Foster v. Agtang, En Banc, A.C. No. 10579, December 10, 2014, Per Curiam:

• Respondent’s unbecoming conduct towards complainant did not stop here. Records reveal that he likewise violated Rule 16.04, Canon 16 of the [old CPR prohibiting the act of borrowing from a client]. In his private capacity, he requested from his client, not just one, but two loans of considerable amounts. The first time, he visited his client in her home and borrowed ₱100,000.00 for the repair of his car; and the next time, he implored her to extend to him a loan of ₱70,000.00 or ₱50,000.00 “in the moment of urgency or emergency” but was only given ₱22,000.00 by complainant. These transactions were evidenced by promissory notes and receipts, the authenticity of which was never questioned by respondent. These acts were committed by respondent in his private capacity, seemingly unrelated to his relationship with complainant, but were indubitably acquiesced to by complainant because of the trust and confidence reposed in him as a lawyer. Nowhere in the records, particularly in the defenses raised by respondent, was it implied that these loans fell within the exceptions provided by the rules. The loans of ₱100,000.00 and ₱22,000.00 were surely not protected by the nature of the case or by independent advice. Respondent’s assertion that the amounts were given to him out of the liberality of complainant and were, thus, considered as “no loan,” does not justify his inappropriate behavior. The acts of requesting and receiving money as loans from his client and thereafter failing to pay the same are indicative of his lack of integrity and sense of fair dealing. Up to the present, respondent has not yet paid his obligations to complainant.

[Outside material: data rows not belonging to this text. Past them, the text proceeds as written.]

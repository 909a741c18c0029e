//! Encounter use cases.
//!
//! Every operation runs against the active playthrough. The domain mutation
//! is applied under the store's write lock and is complete before anything
//! is awaited; only the variant lookup and the (debounced) save happen
//! afterwards. With no active playthrough every operation returns `false`.

use std::collections::BTreeMap;
use std::sync::Arc;

use chrono::{DateTime, Utc};
use nuzlocke_domain::{
    CaptureStatus, Creature, CreatureName, CreatureUid, DomainError, EncounterUpdate, LocationId,
    Nickname, Playthrough, SlotPart, SlotState,
};

use super::variants::VariantResolver;
use crate::infrastructure::ports::{ClockPort, SpeciesLookup};
use crate::persistence::PlaythroughPersistence;
use crate::stores::{PlaythroughStore, StoreEvent};

pub struct EncounterUseCases {
    store: Arc<PlaythroughStore>,
    persistence: Arc<PlaythroughPersistence>,
    variants: Arc<VariantResolver>,
    species: Arc<dyn SpeciesLookup>,
    clock: Arc<dyn ClockPort>,
}

impl EncounterUseCases {
    pub fn new(
        store: Arc<PlaythroughStore>,
        persistence: Arc<PlaythroughPersistence>,
        variants: Arc<VariantResolver>,
        species: Arc<dyn SpeciesLookup>,
        clock: Arc<dyn ClockPort>,
    ) -> Self {
        Self {
            store,
            persistence,
            variants,
            species,
            clock,
        }
    }

    // =========================================================================
    // Creature Construction
    // =========================================================================

    /// Build a new individual from a species display number, as picked from
    /// the search box. `None` if the number is unknown.
    pub fn new_creature(&self, display_id: u32) -> Option<Creature> {
        let species = self.species.resolve_species(display_id)?;
        let name = self.species.resolve_name(species.species_id)?;
        match CreatureName::new(name) {
            Ok(name) => Some(Creature::new(species.species_id, species.display_id, name)),
            Err(e) => {
                tracing::warn!(display_id, error = %e, "Species table returned an unusable name");
                None
            }
        }
    }

    // =========================================================================
    // Slot Mutations
    // =========================================================================

    pub async fn set_slot(
        &self,
        location: LocationId,
        creature: Option<Creature>,
        part: SlotPart,
        force_fusion: bool,
    ) -> bool {
        self.apply("set_slot", |run, now| {
            run.set_slot(location, creature, part, force_fusion, now)
        })
        .await
    }

    pub async fn clear_slot(&self, location: &LocationId, part: Option<SlotPart>) -> bool {
        self.apply("clear_slot", |run, now| run.clear_slot(location, part, now))
            .await
    }

    pub async fn move_slot(
        &self,
        from: &LocationId,
        to: &LocationId,
        creature: &Creature,
        part: SlotPart,
    ) -> bool {
        self.apply("move_slot", |run, now| {
            run.move_slot(from, to, creature, part, now)
        })
        .await
    }

    pub async fn swap_slots(
        &self,
        a: &LocationId,
        b: &LocationId,
        part_a: SlotPart,
        part_b: SlotPart,
    ) -> bool {
        self.apply("swap_slots", |run, now| {
            run.swap_slots(a, b, part_a, part_b, now)
        })
        .await
    }

    pub async fn toggle_fusion(&self, location: &LocationId) -> bool {
        self.apply("toggle_fusion", |run, now| run.toggle_fusion(location, now))
            .await
    }

    pub async fn flip_fusion(&self, location: &LocationId) -> bool {
        self.apply("flip_fusion", |run, now| run.flip_fusion(location, now))
            .await
    }

    pub async fn create_fusion(&self, location: LocationId, head: Creature, body: Creature) -> bool {
        self.apply("create_fusion", |run, now| {
            run.create_fusion(location, head, body, now)
        })
        .await
    }

    /// Set or clear (blank input) the nickname of one half.
    pub async fn update_nickname(
        &self,
        location: &LocationId,
        part: SlotPart,
        nickname: &str,
    ) -> Result<bool, DomainError> {
        let nickname = Nickname::parse_optional(nickname)?;
        Ok(self
            .apply("update_nickname", |run, now| {
                run.update_creature(location, part, now, |creature| {
                    creature.set_nickname(nickname)
                })
            })
            .await)
    }

    pub async fn update_status(
        &self,
        location: &LocationId,
        part: SlotPart,
        status: Option<CaptureStatus>,
    ) -> bool {
        self.apply("update_status", |run, now| {
            run.update_creature(location, part, now, |creature| creature.set_status(status))
        })
        .await
    }

    // =========================================================================
    // Queries
    // =========================================================================

    pub fn find_creature(&self, uid: &CreatureUid) -> Option<(LocationId, SlotPart, Creature)> {
        self.store
            .read_active(|run| {
                run.find_creature(uid)
                    .map(|(location, part, creature)| (location.clone(), part, creature.clone()))
            })
            .flatten()
    }

    /// Shape of a slot in the active playthrough, for drop-target decisions.
    /// `Absent` when there is no active playthrough.
    pub fn slot_state(&self, location: &LocationId) -> SlotState {
        self.store
            .read_active(|run| run.slot_state(location))
            .unwrap_or(SlotState::Absent)
    }

    pub fn status_counts(&self) -> BTreeMap<CaptureStatus, usize> {
        self.store
            .read_active(Playthrough::status_counts)
            .unwrap_or_default()
    }

    // =========================================================================
    // Internals
    // =========================================================================

    async fn apply(
        &self,
        operation: &'static str,
        mutation: impl FnOnce(&mut Playthrough, DateTime<Utc>) -> EncounterUpdate,
    ) -> bool {
        let now = self.clock.now();
        let Some((playthrough_id, update)) = self.store.update_active(|run| mutation(run, now))
        else {
            tracing::debug!(operation, "No active playthrough, ignoring");
            return false;
        };

        if update.is_noop() {
            tracing::debug!(operation, playthrough_id = %playthrough_id, "No-op");
            return false;
        }

        let locations: Vec<LocationId> = update.locations().cloned().collect();
        tracing::debug!(
            operation,
            playthrough_id = %playthrough_id,
            locations = ?locations,
            "Encounters updated"
        );
        self.store.emit(StoreEvent::EncountersChanged {
            playthrough_id,
            locations,
        });
        self.persistence.schedule_deferred(playthrough_id);
        self.variants.resolve(playthrough_id, &update).await;
        true
    }
}

#[cfg(test)]
mod tests {
    use super::*;
    use crate::infrastructure::clock::FixedClock;
    use crate::infrastructure::ports::{MockSpeciesLookup, MockVariantCatalog, SpeciesRef};
    use crate::infrastructure::storage::InMemoryStore;
    use crate::persistence::StorageKeys;
    use nuzlocke_domain::{GameMode, PlaythroughName, SpeciesId};
    use std::sync::Mutex;
    use std::time::Duration;

    fn species(id: u32) -> SpeciesId {
        SpeciesId::new(id).unwrap()
    }

    fn creature(id: u32, name: &str) -> Creature {
        Creature::new(species(id), id, CreatureName::new(name).unwrap())
    }

    fn loc(id: &str) -> LocationId {
        LocationId::from(id)
    }

    fn quiet_catalog() -> MockVariantCatalog {
        let mut catalog = MockVariantCatalog::new();
        catalog.expect_preferred_variant().returning(|_, _| Ok(None));
        catalog
    }

    fn use_cases_with(
        store: Arc<PlaythroughStore>,
        catalog: MockVariantCatalog,
        species: MockSpeciesLookup,
    ) -> EncounterUseCases {
        let clock: Arc<dyn ClockPort> = Arc::new(FixedClock(Utc::now()));
        let persistence = Arc::new(PlaythroughPersistence::new(
            Arc::new(InMemoryStore::new()),
            Arc::clone(&store),
            StorageKeys::new("test"),
            Duration::from_millis(500),
            Arc::clone(&clock),
        ));
        let variants = Arc::new(VariantResolver::new(
            Arc::new(catalog),
            Arc::clone(&store),
            Arc::clone(&persistence),
        ));
        EncounterUseCases::new(store, persistence, variants, Arc::new(species), clock)
    }

    fn active_store() -> Arc<PlaythroughStore> {
        let store = Arc::new(PlaythroughStore::new());
        let run = Playthrough::new(PlaythroughName::new("Run").unwrap(), GameMode::Classic, Utc::now());
        let id = run.id();
        store.insert(run);
        store.set_active(Some(id));
        store
    }

    mod no_active {
        use super::*;

        #[tokio::test]
        async fn every_operation_returns_false() {
            let store = Arc::new(PlaythroughStore::new());
            let mut catalog = MockVariantCatalog::new();
            catalog.expect_preferred_variant().times(0);
            let uc = use_cases_with(store, catalog, MockSpeciesLookup::new());

            assert!(!uc.set_slot(loc("route-1"), Some(creature(25, "Pikachu")), SlotPart::Head, false).await);
            assert!(!uc.toggle_fusion(&loc("route-1")).await);
            assert!(!uc.clear_slot(&loc("route-1"), None).await);
            assert!(uc.status_counts().is_empty());
            assert_eq!(uc.slot_state(&loc("route-1")), SlotState::Absent);
        }
    }

    mod mutations {
        use super::*;

        #[tokio::test]
        async fn set_slot_emits_and_resolves() {
            let store = active_store();
            let events = Arc::new(Mutex::new(Vec::new()));
            let sink = Arc::clone(&events);
            store.subscribe(move |event| sink.lock().unwrap().push(event.clone()));
            let mut catalog = MockVariantCatalog::new();
            catalog
                .expect_preferred_variant()
                .times(1)
                .returning(|_, _| Ok(None));
            let uc = use_cases_with(Arc::clone(&store), catalog, MockSpeciesLookup::new());

            assert!(uc.set_slot(loc("route-1"), Some(creature(25, "Pikachu")), SlotPart::Head, false).await);

            let events = events.lock().unwrap();
            assert!(matches!(
                events.as_slice(),
                [StoreEvent::EncountersChanged { locations, .. }] if locations == &vec![loc("route-1")]
            ));
        }

        #[tokio::test]
        async fn noop_swap_returns_false() {
            let store = active_store();
            let uc = use_cases_with(store, quiet_catalog(), MockSpeciesLookup::new());
            uc.set_slot(loc("route-1"), Some(creature(25, "Pikachu")), SlotPart::Head, false).await;

            assert!(!uc.swap_slots(&loc("route-1"), &loc("route-2"), SlotPart::Head, SlotPart::Head).await);
        }

        #[tokio::test]
        async fn nickname_edit_makes_no_lookup() {
            let store = active_store();
            let mut catalog = MockVariantCatalog::new();
            catalog
                .expect_preferred_variant()
                .times(1)
                .returning(|_, _| Ok(None));
            let uc = use_cases_with(Arc::clone(&store), catalog, MockSpeciesLookup::new());
            uc.set_slot(loc("route-1"), Some(creature(25, "Pikachu")), SlotPart::Head, false).await;

            assert!(uc.update_nickname(&loc("route-1"), SlotPart::Head, "Sparky").await.unwrap());
            assert!(uc.update_nickname(&loc("route-1"), SlotPart::Head, "Sparky").await.is_ok_and(|changed| !changed));
            assert!(uc.update_nickname(&loc("route-1"), SlotPart::Head, "ThirteenChars").await.is_err());

            assert!(uc.update_nickname(&loc("route-1"), SlotPart::Head, "  ").await.unwrap());
            let (_, _, pikachu) = store
                .read_active(|run| {
                    run.creatures()
                        .next()
                        .map(|(l, p, c)| (l.clone(), p, c.clone()))
                })
                .flatten()
                .unwrap();
            assert!(pikachu.nickname().is_none());
        }

        #[tokio::test]
        async fn status_counts_follow_updates() {
            let store = active_store();
            let uc = use_cases_with(store, quiet_catalog(), MockSpeciesLookup::new());
            uc.create_fusion(loc("route-1"), creature(25, "Pikachu"), creature(4, "Charmander"))
                .await;

            assert!(uc.update_status(&loc("route-1"), SlotPart::Head, Some(CaptureStatus::Deceased)).await);

            let counts = uc.status_counts();
            assert_eq!(counts.get(&CaptureStatus::Deceased), Some(&1));
            assert_eq!(counts.values().sum::<usize>(), 1);
        }

        #[tokio::test]
        async fn move_then_find_by_uid() {
            let store = active_store();
            let uc = use_cases_with(store, quiet_catalog(), MockSpeciesLookup::new());
            let pikachu = creature(25, "Pikachu");
            uc.set_slot(loc("route-1"), Some(pikachu.clone()), SlotPart::Head, false).await;

            assert!(uc.move_slot(&loc("route-1"), &loc("route-2"), &pikachu, SlotPart::Body).await);

            let (location, part, found) = uc.find_creature(pikachu.uid()).unwrap();
            assert_eq!(location, loc("route-2"));
            assert_eq!(part, SlotPart::Body);
            assert!(found.is_same_individual(&pikachu));
            assert_eq!(uc.slot_state(&loc("route-1")), SlotState::Absent);
            assert_eq!(uc.slot_state(&loc("route-2")), SlotState::FusionPartial);
        }
    }

    mod new_creature {
        use super::*;

        #[test]
        fn resolves_species_and_name() {
            let mut species_lookup = MockSpeciesLookup::new();
            species_lookup.expect_resolve_species().returning(|display_id| {
                Some(SpeciesRef {
                    species_id: SpeciesId::new(display_id).unwrap(),
                    display_id,
                })
            });
            species_lookup
                .expect_resolve_name()
                .returning(|_| Some("Pikachu".to_string()));
            let uc = use_cases_with(active_store(), quiet_catalog(), species_lookup);

            let creature = uc.new_creature(25).unwrap();
            assert_eq!(creature.name().as_str(), "Pikachu");
            assert_eq!(creature.display_id(), 25);
        }

        #[test]
        fn unknown_species_is_none() {
            let mut species_lookup = MockSpeciesLookup::new();
            species_lookup.expect_resolve_species().returning(|_| None);
            species_lookup.expect_resolve_name().times(0);
            let uc = use_cases_with(active_store(), quiet_catalog(), species_lookup);

            assert!(uc.new_creature(9999).is_none());
        }
    }
}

•Time and again, the Court has consistently held that deliberate failure to pay just debts constitutes gross misconduct, for which a lawyer may be sanctioned with suspension from the practice of law. Lawyers are instruments for the administration of justice and vanguards of our legal system. They are expected to maintain not only legal proficiency, but also a high standard of morality, honesty, integrity and fair dealing so that the people’s faith and confidence in the judicial system is ensured. They must, at all times, faithfully perform their duties to society, to the bar, the courts and their clients, which include prompt payment of financial obligations. Verily, when the Code or the Rules speaks of “conduct” or “misconduct,” the reference is not confined to one’s behavior exhibited in connection with the performance of the lawyer’s professional duties, but also covers any misconduct which, albeit unrelated to the actual practice of his profession, would show him to be unfit for the office and unworthy of the privileges which his license and the law vest him with. Unfortunately, respondent must be found guilty of misconduct on both scores.